In questa incongruità incorsero invece generalmente i fitologi, i quali nei trattati generali o speciali che pubblicarono sulla botanica non seppero bene isolare i fenomeni delle esternazioni vitali delle piante, e li trascurarono oppure li amalgamarono coi fenomeni della vita interna. Si può avere facilmente la spiegazione di questa incongruità se si pensa che dovette essere la legittima conseguenza di alcune opinioni assai radicate e diffuse, le quali non ostante mi sembrano pregiudicate.

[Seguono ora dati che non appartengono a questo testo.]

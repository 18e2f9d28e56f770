use serde::{Serialize, Serializer};
use std::fmt;

/// Hides a value from `Debug`/`Display` output and therefore from log lines.
///
/// `Passenger`'s `Debug` wraps the email and phone in this, so a booking logged on
/// passenger update shows the name only. Serialization passes the real value through
/// because booking responses must carry full contact details.
#[derive(Clone, PartialEq, Eq)]
pub struct Masked<T>(pub T);

impl<T> fmt::Debug for Masked<T> {
    fn fmt(&self, f: &mut fmt::Formatter<'_>) -> fmt::Result {
        write!(f, "********")
    }
}

impl<T> fmt::Display for Masked<T> {
    fn fmt(&self, f: &mut fmt::Formatter<'_>) -> fmt::Result {
        write!(f, "********")
    }
}

impl<T: Serialize> Serialize for Masked<T> {
    fn serialize<S>(&self, serializer: S) -> Result<S::Ok, S::Error>
    where
        S: Serializer,
    {
        self.0.serialize(serializer)
    }
}

impl<T> Masked<T> {
    pub fn into_inner(self) -> T {
        self.0
    }
}
use std::sync::Arc;
use acme_booking::BookingManager;
use acme_core::repository::{BookingRepository, FlightRepository};
use acme_core::FlightService;
use acme_store::{InMemoryBookingRepository, InMemoryFlightRepository};

/// Handles shared by every request. Both services point at the same flight store.
#[derive(Clone)]
pub struct AppState {
    pub bookings: BookingManager,
    pub flights: FlightService,
}

impl AppState {
    pub fn new(flight_repo: Arc<dyn FlightRepository>, booking_repo: Arc<dyn BookingRepository>) -> Self {
        Self {
            bookings: BookingManager::new(flight_repo.clone(), booking_repo),
            flights: FlightService::new(flight_repo),
        }
    }

    /// In-memory stores loaded with the default flight fixture.
    pub fn seeded() -> Self {
        Self::new(
            Arc::new(InMemoryFlightRepository::seeded()),
            Arc::new(InMemoryBookingRepository::new()),
        )
    }
}
pub mod booking;
pub mod flight;

pub use booking::{Booking, BookingStatus, Passenger};
pub use flight::Flight;
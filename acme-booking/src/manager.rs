use acme_core::repository::{BookingRepository, FlightRepository};
use acme_shared::{Booking, Passenger};
use std::sync::Arc;
use tracing::{info, warn};

/// Orchestrates the booking lifecycle: create, passenger update, cancel.
///
/// The flight check and the booking write are two separate store accesses. Flights are
/// only replaced when seeding, so the gap between them is not guarded.
#[derive(Clone)]
pub struct BookingManager {
    flights: Arc<dyn FlightRepository>,
    bookings: Arc<dyn BookingRepository>,
}

impl BookingManager {
    pub fn new(flights: Arc<dyn FlightRepository>, bookings: Arc<dyn BookingRepository>) -> Self {
        Self { flights, bookings }
    }

    /// Create a confirmed booking on an existing flight.
    pub async fn create_booking(&self, flight_id: &str, passenger: Passenger) -> Result<Booking, BookingError> {
        if self.flights.find_by_id(flight_id).await.is_none() {
            warn!("Booking rejected, unknown flight {}", flight_id);
            return Err(BookingError::FlightNotFound(flight_id.to_string()));
        }

        let booking = Booking::confirmed(self.bookings.new_id(), flight_id.to_string(), passenger);
        self.bookings.save(booking.clone()).await;

        info!("Booking confirmed: {} on {}", booking.id, booking.flight_id);
        Ok(booking)
    }

    /// Replace the passenger on a booking. Flight, timestamp and status stay as they are.
    pub async fn update_passenger(&self, booking_id: &str, passenger: Passenger) -> Result<Booking, BookingError> {
        let updated = self
            .bookings
            .replace_passenger(booking_id, passenger)
            .await
            .ok_or_else(|| BookingError::BookingNotFound(booking_id.to_string()))?;

        info!("Passenger updated on booking {}: {:?}", updated.id, updated.passenger);
        Ok(updated)
    }

    pub async fn find_by_id(&self, booking_id: &str) -> Result<Booking, BookingError> {
        self.bookings
            .find_by_id(booking_id)
            .await
            .ok_or_else(|| BookingError::BookingNotFound(booking_id.to_string()))
    }

    /// Transition: Confirmed → Cancelled. Repeating it on a cancelled booking is a no-op.
    pub async fn cancel(&self, booking_id: &str) -> Result<Booking, BookingError> {
        self.bookings
            .cancel(booking_id)
            .await
            .ok_or_else(|| BookingError::BookingNotFound(booking_id.to_string()))
    }

    pub async fn list_all(&self) -> Vec<Booking> {
        self.bookings.list_all().await
    }
}

#[derive(Debug, thiserror::Error, PartialEq, Eq)]
pub enum BookingError {
    #[error("Flight not found: {0}")]
    FlightNotFound(String),

    #[error("Booking not found: {0}")]
    BookingNotFound(String),
}

#[cfg(test)]
mod tests {
    use super::*;
    use acme_shared::BookingStatus;
    use acme_store::{InMemoryBookingRepository, InMemoryFlightRepository};

    fn manager() -> (BookingManager, Arc<InMemoryBookingRepository>) {
        let bookings = Arc::new(InMemoryBookingRepository::new());
        let manager = BookingManager::new(Arc::new(InMemoryFlightRepository::seeded()), bookings.clone());
        (manager, bookings)
    }

    fn passenger() -> Passenger {
        Passenger::new("Alex Doe", "alex@example.com", "+64-021-0000")
    }

    #[tokio::test]
    async fn test_create_booking() {
        let (manager, store) = manager();

        let booking = manager.create_booking("FL001", passenger()).await.unwrap();
        assert_eq!(booking.status, BookingStatus::Confirmed);
        assert_eq!(booking.flight_id, "FL001");
        assert!(!booking.id.is_empty());
        assert_eq!(store.find_by_id(&booking.id).await, Some(booking));
    }

    #[tokio::test]
    async fn test_create_booking_unknown_flight_stores_nothing() {
        let (manager, store) = manager();

        let err = manager.create_booking("UNKNOWN", passenger()).await.unwrap_err();
        assert_eq!(err, BookingError::FlightNotFound("UNKNOWN".to_string()));
        assert!(store.list_all().await.is_empty());
    }

    #[tokio::test]
    async fn test_booking_lifecycle() {
        let (manager, _) = manager();
        let created = manager.create_booking("FL002", passenger()).await.unwrap();

        let updated = manager
            .update_passenger(&created.id, Passenger::new("Sam Roe", "sam@example.com", "021-222"))
            .await
            .unwrap();
        assert_eq!(updated.passenger.email, "sam@example.com");
        assert_eq!(updated.flight_id, created.flight_id);
        assert_eq!(updated.booked_at, created.booked_at);
        assert_eq!(updated.status, BookingStatus::Confirmed);

        let first = manager.cancel(&created.id).await.unwrap();
        assert_eq!(first.status, BookingStatus::Cancelled);
        let second = manager.cancel(&created.id).await.unwrap();
        assert_eq!(second, first);
        assert_eq!(second.booked_at, created.booked_at);
        assert_eq!(second.passenger.name, "Sam Roe");

        assert_eq!(manager.find_by_id(&created.id).await.unwrap(), second);
        assert_eq!(manager.list_all().await.len(), 1);
    }

    #[tokio::test]
    async fn test_missing_booking_is_reported() {
        let (manager, _) = manager();
        let missing = BookingError::BookingNotFound("nope".to_string());

        assert_eq!(manager.find_by_id("nope").await.unwrap_err(), missing);
        assert_eq!(manager.cancel("nope").await.unwrap_err(), missing);
        assert_eq!(
            manager.update_passenger("nope", passenger()).await.unwrap_err(),
            missing
        );
    }
}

Negli animali, costituiti come sono di elementi istologici di molle consistenza, ovvii e facilmente riconoscibili si presentano gli atti e le estrinsecazioni della loro sensitività, velleità ed intelligenza, e ciò mercè il sicuro pronostico della locomozione nel tempo e nello spazio. Laddove le piante fatalmente incatenate in elementi anatomici rigidi e poco flessibili, e per lo più fissate al suolo inesorabilmente, non sogliono che in rarissimi casi dar prova di sensitività. E siccome la sensitività fu giudicata il solo prodromo vero ed indizio certo della intelligenza, egli è perciò che la intelligenza venne generalmente negata alle piante. Questa conclusione a me pare un grave errore, figlio d’una superficiale appreziazione dei fatti.
Colla scorta di sereno spirito filosofico si sollevi il velo dell’apparente immobilità ed insensibilità delle piante, e sotto esso si ravviserà il principio vitale senziente, plasmante ed intelligente, manifestato da una serie di fenomeni curiosissimi, i quali rivaleggiano per numero, per varietà, per genio e per efficacia con quelli presentati dagli esseri del regno animale.